[[ Supplied data open ]]

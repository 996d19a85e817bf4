//! # Outbound Ports
//!
//! Traits for external dependencies: the read-only ledger node, the
//! action broadcast endpoint, the durable state store, and the dedup
//! ledger.

use crate::domain::{
    Block, ChainSnapshot, DedupRecord, DedupTable, EngineError, Operation, Post,
};
use async_trait::async_trait;
use std::collections::HashMap;
use std::sync::Mutex;

/// Read-only accessor for the source ledger - outbound port.
#[async_trait]
pub trait LedgerClient: Send + Sync {
    /// Current dynamic properties of the chain.
    async fn properties(&self) -> Result<ChainSnapshot, EngineError>;

    /// Nominal seconds between consecutive blocks.
    async fn block_interval_secs(&self) -> Result<u64, EngineError>;

    /// Fetch a block. `Ok(None)` means the block is not yet available.
    async fn fetch_block(&self, number: u64) -> Result<Option<Block>, EngineError>;

    /// Ordered operations contained in a block.
    async fn fetch_operations(&self, number: u64) -> Result<Vec<Operation>, EngineError>;

    /// Resolve the root post of the thread containing the given comment.
    /// `Ok(None)` means the referenced content no longer exists.
    async fn resolve_root(
        &self,
        author: &str,
        permlink: &str,
    ) -> Result<Option<Post>, EngineError>;

    /// Current head block number.
    async fn current_head(&self) -> Result<u64, EngineError> {
        Ok(self.properties().await?.head_block_number)
    }
}

/// Write accessor for replies and votes - outbound port.
///
/// `Ok(false)` is a rejection reported by the endpoint; `Err` is a
/// transport failure. Both are logged, neither terminates the loop.
#[async_trait]
pub trait ActionClient: Send + Sync {
    /// Post a reply under `parent` as `as_account`.
    async fn submit_reply(
        &self,
        parent: &Post,
        body: &str,
        as_account: &str,
    ) -> Result<bool, EngineError>;

    /// Cast a vote on `@author/permlink` as `as_account`.
    async fn submit_vote(
        &self,
        author: &str,
        permlink: &str,
        weight: i16,
        as_account: &str,
    ) -> Result<bool, EngineError>;
}

/// Durable checkpoint and snapshot persistence - outbound port.
///
/// On first-ever load the store initializes from the supplied fallback and
/// persists it before returning, so a repeated load is deterministic.
pub trait StateStore: Send + Sync {
    /// Load the last processed block number, seeding with `fallback` on
    /// first run.
    fn load_checkpoint(&self, fallback: u64) -> Result<u64, EngineError>;

    /// Durably record the last processed block number.
    fn save_checkpoint(&self, block_num: u64) -> Result<(), EngineError>;

    /// Load the last chain snapshot, seeding with `fallback` on first run.
    fn load_snapshot(&self, fallback: &ChainSnapshot) -> Result<ChainSnapshot, EngineError>;

    /// Durably record a chain snapshot.
    fn save_snapshot(&self, snapshot: &ChainSnapshot) -> Result<(), EngineError>;
}

/// Persistent "already handled" facts - outbound port.
///
/// Read-your-writes within a single process. No deletion.
pub trait DedupLedger: Send + Sync {
    /// Does a record exist? `Welcome` membership is tested by author alone
    /// (pass `None`); `Upvote` by (author, permlink).
    fn has(
        &self,
        table: DedupTable,
        author: &str,
        permlink: Option<&str>,
    ) -> Result<bool, EngineError>;

    /// Insert a record. Never overwrites semantics: a duplicate insert for
    /// the same key is a no-op.
    fn record(&self, table: DedupTable, record: &DedupRecord) -> Result<(), EngineError>;
}

// =============================================================================
// Mock Implementations for Testing
// =============================================================================

#[derive(Default)]
struct MockLedgerInner {
    head: u64,
    interval_secs: u64,
    operations: HashMap<u64, Vec<Operation>>,
    roots: HashMap<(String, String), Post>,
    unavailable: HashMap<u64, u32>,
    fetch_counts: HashMap<u64, u32>,
}

/// Scripted ledger for testing.
///
/// Every block up to the head exists; `fetch_operations` returns whatever
/// was inserted (default empty). `make_unavailable` scripts transient
/// fetch failures.
#[derive(Default)]
pub struct MockLedger {
    inner: Mutex<MockLedgerInner>,
}

impl MockLedger {
    /// Ledger with the given head and a 3-second block interval.
    pub fn new(head: u64) -> Self {
        let ledger = Self::default();
        {
            let mut inner = ledger.inner.lock().unwrap();
            inner.head = head;
            inner.interval_secs = 3;
        }
        ledger
    }

    /// Move the head forward (or back, for pathological tests).
    pub fn set_head(&self, head: u64) {
        self.inner.lock().unwrap().head = head;
    }

    /// Script the operations of one block.
    pub fn insert_operations(&self, number: u64, operations: Vec<Operation>) {
        self.inner.lock().unwrap().operations.insert(number, operations);
    }

    /// Map a comment (author, permlink) to its resolved thread root.
    pub fn map_root(&self, comment_author: &str, comment_permlink: &str, root: Post) {
        self.inner.lock().unwrap().roots.insert(
            (comment_author.to_string(), comment_permlink.to_string()),
            root,
        );
    }

    /// Make `fetch_block(number)` return `Ok(None)` for the next `times`
    /// calls.
    pub fn make_unavailable(&self, number: u64, times: u32) {
        self.inner.lock().unwrap().unavailable.insert(number, times);
    }

    /// How many times `fetch_block(number)` was called.
    pub fn fetch_count(&self, number: u64) -> u32 {
        self.inner
            .lock()
            .unwrap()
            .fetch_counts
            .get(&number)
            .copied()
            .unwrap_or(0)
    }
}

#[async_trait]
impl LedgerClient for MockLedger {
    async fn properties(&self) -> Result<ChainSnapshot, EngineError> {
        let inner = self.inner.lock().unwrap();
        Ok(ChainSnapshot {
            head_block_number: inner.head,
            time: "2026-01-01T00:00:00".to_string(),
        })
    }

    async fn block_interval_secs(&self) -> Result<u64, EngineError> {
        Ok(self.inner.lock().unwrap().interval_secs)
    }

    async fn fetch_block(&self, number: u64) -> Result<Option<Block>, EngineError> {
        let mut inner = self.inner.lock().unwrap();
        *inner.fetch_counts.entry(number).or_insert(0) += 1;

        if let Some(remaining) = inner.unavailable.get_mut(&number) {
            if *remaining > 0 {
                *remaining -= 1;
                return Ok(None);
            }
        }
        if number > inner.head {
            return Ok(None);
        }
        let tx_count = inner.operations.get(&number).map_or(0, Vec::len);
        Ok(Some(Block::new(number, tx_count)))
    }

    async fn fetch_operations(&self, number: u64) -> Result<Vec<Operation>, EngineError> {
        Ok(self
            .inner
            .lock()
            .unwrap()
            .operations
            .get(&number)
            .cloned()
            .unwrap_or_default())
    }

    async fn resolve_root(
        &self,
        author: &str,
        permlink: &str,
    ) -> Result<Option<Post>, EngineError> {
        Ok(self
            .inner
            .lock()
            .unwrap()
            .roots
            .get(&(author.to_string(), permlink.to_string()))
            .cloned())
    }
}

/// A reply captured by [`MockActionClient`].
#[derive(Clone, Debug, PartialEq, Eq)]
pub struct SubmittedReply {
    /// `@author/permlink` of the parent.
    pub parent: String,
    /// Reply body.
    pub body: String,
    /// Account the reply was posted as.
    pub account: String,
}

/// A vote captured by [`MockActionClient`].
#[derive(Clone, Debug, PartialEq, Eq)]
pub struct SubmittedVote {
    /// Voted author.
    pub author: String,
    /// Voted permlink.
    pub permlink: String,
    /// Vote weight.
    pub weight: i16,
    /// Account the vote was cast as.
    pub account: String,
}

#[derive(Default)]
struct MockActionInner {
    replies: Vec<SubmittedReply>,
    votes: Vec<SubmittedVote>,
    reject_replies: bool,
    reject_votes: bool,
}

/// Recording action client for testing.
#[derive(Default)]
pub struct MockActionClient {
    inner: Mutex<MockActionInner>,
}

impl MockActionClient {
    /// Make `submit_reply` report rejection.
    pub fn reject_replies(&self) {
        self.inner.lock().unwrap().reject_replies = true;
    }

    /// Make `submit_vote` report rejection.
    pub fn reject_votes(&self) {
        self.inner.lock().unwrap().reject_votes = true;
    }

    /// All replies submitted so far.
    pub fn replies(&self) -> Vec<SubmittedReply> {
        self.inner.lock().unwrap().replies.clone()
    }

    /// All votes submitted so far.
    pub fn votes(&self) -> Vec<SubmittedVote> {
        self.inner.lock().unwrap().votes.clone()
    }
}

#[async_trait]
impl ActionClient for MockActionClient {
    async fn submit_reply(
        &self,
        parent: &Post,
        body: &str,
        as_account: &str,
    ) -> Result<bool, EngineError> {
        let mut inner = self.inner.lock().unwrap();
        if inner.reject_replies {
            return Ok(false);
        }
        inner.replies.push(SubmittedReply {
            parent: parent.full_link(),
            body: body.to_string(),
            account: as_account.to_string(),
        });
        Ok(true)
    }

    async fn submit_vote(
        &self,
        author: &str,
        permlink: &str,
        weight: i16,
        as_account: &str,
    ) -> Result<bool, EngineError> {
        let mut inner = self.inner.lock().unwrap();
        if inner.reject_votes {
            return Ok(false);
        }
        inner.votes.push(SubmittedVote {
            author: author.to_string(),
            permlink: permlink.to_string(),
            weight,
            account: as_account.to_string(),
        });
        Ok(true)
    }
}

[[ Supplied data closed ]]

#### [Directions for this task]
Across the records above, in how many lines does the string "accessor" appear? Reply with the figure alone.

#### [Expected answer]
2